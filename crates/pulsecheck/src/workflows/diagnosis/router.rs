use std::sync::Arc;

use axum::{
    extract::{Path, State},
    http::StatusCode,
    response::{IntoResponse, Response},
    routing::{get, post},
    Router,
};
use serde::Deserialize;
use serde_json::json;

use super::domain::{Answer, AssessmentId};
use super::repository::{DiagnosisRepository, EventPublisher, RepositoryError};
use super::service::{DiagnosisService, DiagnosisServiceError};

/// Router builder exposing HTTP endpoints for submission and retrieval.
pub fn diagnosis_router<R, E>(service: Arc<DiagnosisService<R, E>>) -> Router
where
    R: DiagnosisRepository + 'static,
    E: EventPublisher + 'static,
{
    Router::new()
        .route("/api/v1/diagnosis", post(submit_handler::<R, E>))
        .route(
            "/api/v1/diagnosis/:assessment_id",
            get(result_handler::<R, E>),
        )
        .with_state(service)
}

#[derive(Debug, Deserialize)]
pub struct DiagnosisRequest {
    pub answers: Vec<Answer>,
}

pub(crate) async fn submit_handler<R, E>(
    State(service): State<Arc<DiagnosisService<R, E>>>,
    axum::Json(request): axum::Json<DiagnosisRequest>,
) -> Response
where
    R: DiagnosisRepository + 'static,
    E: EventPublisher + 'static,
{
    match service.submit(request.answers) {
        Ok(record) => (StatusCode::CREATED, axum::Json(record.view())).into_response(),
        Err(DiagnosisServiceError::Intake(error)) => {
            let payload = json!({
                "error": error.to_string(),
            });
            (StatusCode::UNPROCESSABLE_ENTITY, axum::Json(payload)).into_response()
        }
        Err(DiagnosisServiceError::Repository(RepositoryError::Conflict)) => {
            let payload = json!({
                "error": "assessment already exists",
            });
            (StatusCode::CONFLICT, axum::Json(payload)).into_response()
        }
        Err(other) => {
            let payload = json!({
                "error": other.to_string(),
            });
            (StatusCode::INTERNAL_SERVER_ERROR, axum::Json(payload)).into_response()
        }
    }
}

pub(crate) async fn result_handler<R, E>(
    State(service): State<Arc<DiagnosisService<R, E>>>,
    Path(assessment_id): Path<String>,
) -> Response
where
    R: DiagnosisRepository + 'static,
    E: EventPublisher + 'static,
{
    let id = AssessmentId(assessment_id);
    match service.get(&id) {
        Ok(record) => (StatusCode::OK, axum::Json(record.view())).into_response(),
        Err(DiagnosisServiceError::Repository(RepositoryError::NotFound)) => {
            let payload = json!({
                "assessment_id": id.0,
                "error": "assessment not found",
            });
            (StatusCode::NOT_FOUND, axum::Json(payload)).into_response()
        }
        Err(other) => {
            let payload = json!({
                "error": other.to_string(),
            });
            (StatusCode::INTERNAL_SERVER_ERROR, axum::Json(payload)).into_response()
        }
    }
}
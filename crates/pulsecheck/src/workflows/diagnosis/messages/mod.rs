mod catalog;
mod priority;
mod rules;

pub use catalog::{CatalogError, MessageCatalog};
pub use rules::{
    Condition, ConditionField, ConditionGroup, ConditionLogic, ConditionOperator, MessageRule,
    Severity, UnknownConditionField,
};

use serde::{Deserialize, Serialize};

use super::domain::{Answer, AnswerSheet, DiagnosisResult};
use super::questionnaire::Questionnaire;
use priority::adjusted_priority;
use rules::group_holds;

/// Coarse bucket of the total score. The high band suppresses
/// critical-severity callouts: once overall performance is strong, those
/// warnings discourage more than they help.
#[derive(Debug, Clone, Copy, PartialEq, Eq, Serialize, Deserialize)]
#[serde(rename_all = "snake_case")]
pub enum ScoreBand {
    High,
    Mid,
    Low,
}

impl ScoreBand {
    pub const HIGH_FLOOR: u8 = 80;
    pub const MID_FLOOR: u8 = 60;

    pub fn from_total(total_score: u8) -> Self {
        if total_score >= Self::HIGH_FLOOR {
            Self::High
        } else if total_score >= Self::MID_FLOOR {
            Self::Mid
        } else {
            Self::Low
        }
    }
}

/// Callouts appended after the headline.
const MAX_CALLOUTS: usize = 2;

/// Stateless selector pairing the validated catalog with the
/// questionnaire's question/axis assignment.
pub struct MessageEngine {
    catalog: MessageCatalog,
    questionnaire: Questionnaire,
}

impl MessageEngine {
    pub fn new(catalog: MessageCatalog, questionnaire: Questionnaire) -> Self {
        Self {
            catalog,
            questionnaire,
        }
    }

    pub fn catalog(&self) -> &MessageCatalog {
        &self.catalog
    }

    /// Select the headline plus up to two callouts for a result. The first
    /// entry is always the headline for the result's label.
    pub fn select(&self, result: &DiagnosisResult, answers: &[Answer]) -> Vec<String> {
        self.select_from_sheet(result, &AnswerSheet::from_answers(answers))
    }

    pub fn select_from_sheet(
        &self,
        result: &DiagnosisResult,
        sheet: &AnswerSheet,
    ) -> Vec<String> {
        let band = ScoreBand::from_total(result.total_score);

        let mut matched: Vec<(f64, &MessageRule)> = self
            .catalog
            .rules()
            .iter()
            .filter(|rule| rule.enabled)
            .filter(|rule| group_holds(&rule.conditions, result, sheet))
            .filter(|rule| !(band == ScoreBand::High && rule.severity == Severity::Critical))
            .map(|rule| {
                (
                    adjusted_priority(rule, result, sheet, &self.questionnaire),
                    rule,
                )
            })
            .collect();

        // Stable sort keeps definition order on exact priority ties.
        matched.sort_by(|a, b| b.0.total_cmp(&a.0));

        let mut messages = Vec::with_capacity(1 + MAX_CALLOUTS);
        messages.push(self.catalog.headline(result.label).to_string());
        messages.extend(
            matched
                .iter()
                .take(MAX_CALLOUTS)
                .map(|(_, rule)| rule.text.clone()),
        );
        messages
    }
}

REQUIRED ACTION: Retype all the data exactly, line for line.

TASK OUTPUT:
filename crates/pulsecheck/src/workflows/diagnosis/router.rs
use std::sync::Arc;

use axum::{
    extract::{Path, State},
    http::StatusCode,
    response::{IntoResponse, Response},
    routing::{get, post},
    Router,
};
use serde::Deserialize;
use serde_json::json;

use super::domain::{Answer, AssessmentId};
use super::repository::{DiagnosisRepository, EventPublisher, RepositoryError};
use super::service::{DiagnosisService, DiagnosisServiceError};

/// Router builder exposing HTTP endpoints for submission and retrieval.
pub fn diagnosis_router<R, E>(service: Arc<DiagnosisService<R, E>>) -> Router
where
    R: DiagnosisRepository + 'static,
    E: EventPublisher + 'static,
{
    Router::new()
        .route("/api/v1/diagnosis", post(submit_handler::<R, E>))
        .route(
            "/api/v1/diagnosis/:assessment_id",
            get(result_handler::<R, E>),
        )
        .with_state(service)
}

#[derive(Debug, Deserialize)]
pub struct DiagnosisRequest {
    pub answers: Vec<Answer>,
}

pub(crate) async fn submit_handler<R, E>(
    State(service): State<Arc<DiagnosisService<R, E>>>,
    axum::Json(request): axum::Json<DiagnosisRequest>,
) -> Response
where
    R: DiagnosisRepository + 'static,
    E: EventPublisher + 'static,
{
    match service.submit(request.answers) {
        Ok(record) => (StatusCode::CREATED, axum::Json(record.view())).into_response(),
        Err(DiagnosisServiceError::Intake(error)) => {
            let payload = json!({
                "error": error.to_string(),
            });
            (StatusCode::UNPROCESSABLE_ENTITY, axum::Json(payload)).into_response()
        }
        Err(DiagnosisServiceError::Repository(RepositoryError::Conflict)) => {
            let payload = json!({
                "error": "assessment already exists",
            });
            (StatusCode::CONFLICT, axum::Json(payload)).into_response()
        }
        Err(other) => {
            let payload = json!({
                "error": other.to_string(),
            });
            (StatusCode::INTERNAL_SERVER_ERROR, axum::Json(payload)).into_response()
        }
    }
}

pub(crate) async fn result_handler<R, E>(
    State(service): State<Arc<DiagnosisService<R, E>>>,
    Path(assessment_id): Path<String>,
) -> Response
where
    R: DiagnosisRepository + 'static,
    E: EventPublisher + 'static,
{
    let id = AssessmentId(assessment_id);
    match service.get(&id) {
        Ok(record) => (StatusCode::OK, axum::Json(record.view())).into_response(),
        Err(DiagnosisServiceError::Repository(RepositoryError::NotFound)) => {
            let payload = json!({
                "assessment_id": id.0,
                "error": "assessment not found",
            });
            (StatusCode::NOT_FOUND, axum::Json(payload)).into_response()
        }
        Err(other) => {
            let payload = json!({
                "error": other.to_string(),
            });
            (StatusCode::INTERNAL_SERVER_ERROR, axum::Json(payload)).into_response()
        }
    }
}
filename crates/pulsecheck/src/workflows/diagnosis/messages/mod.rs
mod catalog;
mod priority;
mod rules;

pub use catalog::{CatalogError, MessageCatalog};
pub use rules::{
    Condition, ConditionField, ConditionGroup, ConditionLogic, ConditionOperator, MessageRule,
    Severity, UnknownConditionField,
};

use serde::{Deserialize, Serialize};

use super::domain::{Answer, AnswerSheet, DiagnosisResult};
use super::questionnaire::Questionnaire;
use priority::adjusted_priority;
use rules::group_holds;

/// Coarse bucket of the total score. The high band suppresses
/// critical-severity callouts: once overall performance is strong, those
/// warnings discourage more than they help.
#[derive(Debug, Clone, Copy, PartialEq, Eq, Serialize, Deserialize)]
#[serde(rename_all = "snake_case")]
pub enum ScoreBand {
    High,
    Mid,
    Low,
}

impl ScoreBand {
    pub const HIGH_FLOOR: u8 = 80;
    pub const MID_FLOOR: u8 = 60;

    pub fn from_total(total_score: u8) -> Self {
        if total_score >= Self::HIGH_FLOOR {
            Self::High
        } else if total_score >= Self::MID_FLOOR {
            Self::Mid
        } else {
            Self::Low
        }
    }
}

/// Callouts appended after the headline.
const MAX_CALLOUTS: usize = 2;

/// Stateless selector pairing the validated catalog with the
/// questionnaire's question/axis assignment.
pub struct MessageEngine {
    catalog: MessageCatalog,
    questionnaire: Questionnaire,
}

impl MessageEngine {
    pub fn new(catalog: MessageCatalog, questionnaire: Questionnaire) -> Self {
        Self {
            catalog,
            questionnaire,
        }
    }

    pub fn catalog(&self) -> &MessageCatalog {
        &self.catalog
    }

    /// Select the headline plus up to two callouts for a result. The first
    /// entry is always the headline for the result's label.
    pub fn select(&self, result: &DiagnosisResult, answers: &[Answer]) -> Vec<String> {
        self.select_from_sheet(result, &AnswerSheet::from_answers(answers))
    }

    pub fn select_from_sheet(
        &self,
        result: &DiagnosisResult,
        sheet: &AnswerSheet,
    ) -> Vec<String> {
        let band = ScoreBand::from_total(result.total_score);

        let mut matched: Vec<(f64, &MessageRule)> = self
            .catalog
            .rules()
            .iter()
            .filter(|rule| rule.enabled)
            .filter(|rule| group_holds(&rule.conditions, result, sheet))
            .filter(|rule| !(band == ScoreBand::High && rule.severity == Severity::Critical))
            .map(|rule| {
                (
                    adjusted_priority(rule, result, sheet, &self.questionnaire),
                    rule,
                )
            })
            .collect();

        // Stable sort keeps definition order on exact priority ties.
        matched.sort_by(|a, b| b.0.total_cmp(&a.0));

        let mut messages = Vec::with_capacity(1 + MAX_CALLOUTS);
        messages.push(self.catalog.headline(result.label).to_string());
        messages.extend(
            matched
                .iter()
                .take(MAX_CALLOUTS)
                .map(|(_, rule)| rule.text.clone()),
        );
        messages
    }
}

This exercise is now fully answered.